(What you should do): The entries that follow need to be returned without any alteration.
☆ ☆ ☆
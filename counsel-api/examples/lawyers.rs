use counsel_api::endpoints::lawyers::vip_lawyers;
use counsel_api::{ApiError, CallOptions, Client, DEFAULT_BASE_URL, Request};

#[tokio::main]
pub async fn main() -> Result<(), ApiError> {
    let client = Client::new(DEFAULT_BASE_URL)?;

    let req = Request::lawyers().list().city("Hanoi").limit(20u32);

    let page = client.public_call(req, CallOptions::new()).await?;
    for lawyer in vip_lawyers(&page.items) {
        println!("{} ({:.1})", lawyer.full_name, lawyer.rating);
    }
    Ok(())
}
☆ ☆ ☆
(Your solution):
filename counsel-api/examples/lawyers.rs
use counsel_api::endpoints::lawyers::vip_lawyers;
use counsel_api::{ApiError, CallOptions, Client, DEFAULT_BASE_URL, Request};

#[tokio::main]
pub async fn main() -> Result<(), ApiError> {
    let client = Client::new(DEFAULT_BASE_URL)?;

    let req = Request::lawyers().list().city("Hanoi").limit(20u32);

    let page = client.public_call(req, CallOptions::new()).await?;
    for lawyer in vip_lawyers(&page.items) {
        println!("{} ({:.1})", lawyer.full_name, lawyer.rating);
    }
    Ok(())
}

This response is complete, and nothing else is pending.